--- EXTRACTED DATA ---
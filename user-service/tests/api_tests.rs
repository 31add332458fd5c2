mod common;

use auth::Claims;
use auth::Identity;
use auth::JwtHandler;
use axum::http::HeaderValue;
use axum::http::StatusCode;
use common::TestApp;
use serde_json::json;

#[tokio::test]
async fn test_register_success() {
    let app = TestApp::new();

    let response = app
        .post(
            "/api/auth/register",
            json!({
                "email": "nicola@example.com",
                "password": "pass_word!",
                "name": "Nicola"
            }),
        )
        .await;

    assert_eq!(response.status, StatusCode::CREATED);
    assert_eq!(response.body["status_code"], 201);
    assert_eq!(response.body["data"]["user"]["email"], "nicola@example.com");
    assert_eq!(response.body["data"]["user"]["name"], "Nicola");
    assert!(response.body["data"]["user"]["id"].is_string());
    assert!(response.body["data"]["user"]["created_at"].is_string());
    assert!(response.body["data"]["user"].get("password_hash").is_none());

    let token = response.body["data"]["token"].as_str().unwrap();
    assert_eq!(token.split('.').count(), 3);
}

#[tokio::test]
async fn test_register_stores_encoded_credential() {
    let app = TestApp::new();
    app.register("nicola@example.com", "pass_word!", "Nicola")
        .await;

    use user_service::domain::user::ports::UserRepository;
    let user = app
        .repository
        .find_by_email("nicola@example.com")
        .await
        .unwrap()
        .expect("User was not stored");

    assert!(user.password_hash.starts_with("$argon2id$v=19,m=64,t=1,p=1$"));
    assert!(!user.password_hash.contains("pass_word!"));
}

#[tokio::test]
async fn test_register_duplicate_email() {
    let app = TestApp::new();
    app.register("nicola@example.com", "pass_word!", "Nicola")
        .await;

    let response = app
        .post(
            "/api/auth/register",
            json!({
                "email": "nicola@example.com",
                "password": "another",
                "name": "Someone Else"
            }),
        )
        .await;

    assert_eq!(response.status, StatusCode::CONFLICT);
    assert!(response.message().contains("already exists"));
}

#[tokio::test]
async fn test_register_validation() {
    let app = TestApp::new();

    let cases = [
        json!({ "email": "not-an-email", "password": "pass_word!", "name": "Nicola" }),
        json!({ "email": "nicola@example.com", "password": "abc", "name": "Nicola" }),
        json!({ "email": "nicola@example.com", "password": "pass_word!", "name": "N" }),
    ];

    for body in cases {
        let response = app.post("/api/auth/register", body.clone()).await;
        assert_eq!(
            response.status,
            StatusCode::UNPROCESSABLE_ENTITY,
            "body: {}",
            body
        );
        assert_eq!(response.body["status_code"], 422);
        assert!(!response.message().is_empty());
    }
}

#[tokio::test]
async fn test_login_success() {
    let app = TestApp::new();
    app.register("nicola@example.com", "correct horse", "Nicola")
        .await;

    let response = app
        .post(
            "/api/auth/login",
            json!({ "email": "nicola@example.com", "password": "correct horse" }),
        )
        .await;

    assert_eq!(response.status, StatusCode::OK);
    assert_eq!(response.body["data"]["user"]["email"], "nicola@example.com");
    assert!(response.body["data"]["token"].is_string());
}

#[tokio::test]
async fn test_login_failures_are_indistinguishable() {
    let app = TestApp::new();
    app.register("nicola@example.com", "correct horse", "Nicola")
        .await;

    let wrong_password = app
        .post(
            "/api/auth/login",
            json!({ "email": "nicola@example.com", "password": "wrong horse" }),
        )
        .await;
    let unknown_email = app
        .post(
            "/api/auth/login",
            json!({ "email": "nobody@example.com", "password": "correct horse" }),
        )
        .await;
    let invalid_email = app
        .post(
            "/api/auth/login",
            json!({ "email": "nobody", "password": "correct horse" }),
        )
        .await;

    for response in [&wrong_password, &unknown_email, &invalid_email] {
        assert_eq!(response.status, StatusCode::BAD_REQUEST);
        assert_eq!(response.message(), "wrong email or password");
    }
    assert_eq!(wrong_password.body, unknown_email.body);
}

#[tokio::test]
async fn test_login_password_outside_policy_is_generic() {
    let app = TestApp::new();
    app.register("nicola@example.com", "correct horse", "Nicola")
        .await;

    let wrong_password = app
        .post(
            "/api/auth/login",
            json!({ "email": "nicola@example.com", "password": "wrong horse" }),
        )
        .await;

    for password in ["abc".to_string(), "p".repeat(256)] {
        let response = app
            .post(
                "/api/auth/login",
                json!({ "email": "nicola@example.com", "password": password }),
            )
            .await;

        assert_eq!(response.status, StatusCode::BAD_REQUEST);
        assert_eq!(response.body, wrong_password.body);
    }
}

#[tokio::test]
async fn test_current_user_with_registration_token() {
    let app = TestApp::new();
    let token = app
        .register("nicola@example.com", "pass_word!", "Nicola")
        .await;

    let response = app
        .get("/api/users/me", Some(&format!("Bearer {}", token)))
        .await;

    assert_eq!(response.status, StatusCode::OK);
    assert_eq!(response.body["data"]["email"], "nicola@example.com");
    assert_eq!(response.body["data"]["name"], "Nicola");
}

#[tokio::test]
async fn test_current_user_with_login_token() {
    let app = TestApp::new();
    app.register("nicola@example.com", "pass_word!", "Nicola")
        .await;

    let login = app
        .post(
            "/api/auth/login",
            json!({ "email": "nicola@example.com", "password": "pass_word!" }),
        )
        .await;
    let token = login.body["data"]["token"].as_str().unwrap();

    let response = app
        .get("/api/users/me", Some(&format!("bearer {}", token)))
        .await;

    assert_eq!(response.status, StatusCode::OK);
    assert_eq!(response.body["data"]["id"], login.body["data"]["user"]["id"]);
}

#[tokio::test]
async fn test_current_user_missing_header() {
    let app = TestApp::new();

    let response = app.get("/api/users/me", None).await;

    assert_eq!(response.status, StatusCode::BAD_REQUEST);
    assert_eq!(response.message(), "missing or malformed JWT");
}

#[tokio::test]
async fn test_current_user_malformed_header() {
    let app = TestApp::new();

    for header in ["Bearer", "Basic abc", "Bearer a.b", "Bearer a.b.c.d", "token"] {
        let response = app.get("/api/users/me", Some(header)).await;
        assert_eq!(response.status, StatusCode::BAD_REQUEST, "header: {}", header);
        assert_eq!(response.message(), "missing or malformed JWT");
    }
}

#[tokio::test]
async fn test_current_user_non_utf8_header() {
    let app = TestApp::new();
    let header = HeaderValue::from_bytes(b"Bearer \xff").unwrap();

    let response = app.get_with_header("/api/users/me", header).await;

    assert_eq!(response.status, StatusCode::BAD_REQUEST);
    assert_eq!(response.message(), "missing or malformed JWT");
}

#[tokio::test]
async fn test_current_user_wrong_key() {
    let app = TestApp::new();
    let other = JwtHandler::new(b"different-key").unwrap();
    let identity = Identity::new(uuid::Uuid::new_v4(), "a@b.com", "A");
    let token = other.encode(&Claims::new(&identity)).unwrap();

    let response = app
        .get("/api/users/me", Some(&format!("Bearer {}", token)))
        .await;

    assert_eq!(response.status, StatusCode::UNAUTHORIZED);
    assert_eq!(response.message(), "invalid or expired auth token");
}

#[tokio::test]
async fn test_current_user_tampered_token() {
    let app = TestApp::new();
    let token = app
        .register("nicola@example.com", "pass_word!", "Nicola")
        .await;

    let mut segments: Vec<String> = token.split('.').map(str::to_string).collect();
    let last = segments[2].pop().unwrap();
    segments[2].push(if last == 'A' { 'B' } else { 'A' });
    let tampered = segments.join(".");

    let response = app
        .get("/api/users/me", Some(&format!("Bearer {}", tampered)))
        .await;

    assert_eq!(response.status, StatusCode::UNAUTHORIZED);
}

#[tokio::test]
async fn test_current_user_expired_token() {
    let app = TestApp::new();
    let identity = Identity::new(uuid::Uuid::new_v4(), "a@b.com", "A");
    let claims = Claims::new(&identity)
        .with_issued_at(946_684_000)
        .with_expiration(946_684_800);
    let token = app.jwt_handler.encode(&claims).unwrap();

    let response = app
        .get("/api/users/me", Some(&format!("Bearer {}", token)))
        .await;

    assert_eq!(response.status, StatusCode::UNAUTHORIZED);
    assert_eq!(response.message(), "invalid or expired auth token");
}

#[tokio::test]
async fn test_current_user_unknown_subject() {
    let app = TestApp::new();
    let identity = Identity::new(uuid::Uuid::new_v4(), "ghost@example.com", "Ghost");
    let token = app.jwt_handler.encode(&Claims::new(&identity)).unwrap();

    let response = app
        .get("/api/users/me", Some(&format!("Bearer {}", token)))
        .await;

    assert_eq!(response.status, StatusCode::NOT_FOUND);
}

#[tokio::test]
async fn test_unknown_route() {
    let app = TestApp::new();

    let response = app.get("/api/nothing-here", None).await;

    assert_eq!(response.status, StatusCode::NOT_FOUND);
    assert_eq!(response.body["status_code"], 404);
    assert_eq!(response.message(), "404 Not Found");
}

--- TASK TO CARRY OUT ---
Using the material above, return each line in which the word "nobody" occurs.

--- PROBLEM SOLUTION ---
            json!({ "email": "nobody@example.com", "password": "correct horse" }),
            json!({ "email": "nobody", "password": "correct horse" }),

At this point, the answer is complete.